Scan the records for the string "width"; copy each line where it occurs.

> Extracted entries
........

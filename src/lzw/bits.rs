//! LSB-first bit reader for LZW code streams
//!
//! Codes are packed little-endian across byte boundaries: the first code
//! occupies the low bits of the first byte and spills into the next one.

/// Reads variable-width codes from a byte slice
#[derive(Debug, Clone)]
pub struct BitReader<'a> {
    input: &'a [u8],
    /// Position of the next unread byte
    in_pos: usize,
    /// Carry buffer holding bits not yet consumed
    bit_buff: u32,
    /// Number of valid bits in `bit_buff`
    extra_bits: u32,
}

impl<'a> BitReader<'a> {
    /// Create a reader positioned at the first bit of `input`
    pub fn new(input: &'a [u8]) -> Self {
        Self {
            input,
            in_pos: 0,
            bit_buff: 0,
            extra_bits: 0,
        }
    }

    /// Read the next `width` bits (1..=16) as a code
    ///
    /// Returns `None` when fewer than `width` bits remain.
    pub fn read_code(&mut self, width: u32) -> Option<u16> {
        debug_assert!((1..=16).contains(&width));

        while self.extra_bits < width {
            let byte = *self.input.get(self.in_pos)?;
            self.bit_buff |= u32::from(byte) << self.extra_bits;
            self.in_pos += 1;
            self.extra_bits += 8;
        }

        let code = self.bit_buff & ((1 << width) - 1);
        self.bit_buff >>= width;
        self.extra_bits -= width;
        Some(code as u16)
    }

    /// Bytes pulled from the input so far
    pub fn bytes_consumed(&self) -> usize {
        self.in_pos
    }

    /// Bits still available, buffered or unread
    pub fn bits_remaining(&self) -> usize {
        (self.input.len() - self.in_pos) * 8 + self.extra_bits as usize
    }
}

........

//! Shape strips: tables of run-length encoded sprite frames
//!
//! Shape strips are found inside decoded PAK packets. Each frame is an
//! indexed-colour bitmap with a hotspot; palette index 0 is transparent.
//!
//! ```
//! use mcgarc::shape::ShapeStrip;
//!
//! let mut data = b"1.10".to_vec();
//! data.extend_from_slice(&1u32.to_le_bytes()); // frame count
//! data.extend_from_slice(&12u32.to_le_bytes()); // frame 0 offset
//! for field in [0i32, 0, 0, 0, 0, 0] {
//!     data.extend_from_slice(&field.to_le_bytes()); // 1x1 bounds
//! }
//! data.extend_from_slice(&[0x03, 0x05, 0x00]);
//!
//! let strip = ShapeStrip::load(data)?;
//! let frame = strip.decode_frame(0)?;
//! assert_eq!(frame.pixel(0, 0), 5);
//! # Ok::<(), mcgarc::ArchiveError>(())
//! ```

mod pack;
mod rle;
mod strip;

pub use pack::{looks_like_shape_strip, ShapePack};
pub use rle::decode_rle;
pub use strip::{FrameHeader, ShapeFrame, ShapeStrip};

........

> Answer to this task
/// Reads variable-width codes from a byte slice
    /// Read the next `width` bits (1..=16) as a code
    /// Returns `None` when fewer than `width` bits remain.
    pub fn read_code(&mut self, width: u32) -> Option<u16> {
        debug_assert!((1..=16).contains(&width));
        while self.extra_bits < width {
        let code = self.bit_buff & ((1 << width) - 1);
        self.bit_buff >>= width;
        self.extra_bits -= width;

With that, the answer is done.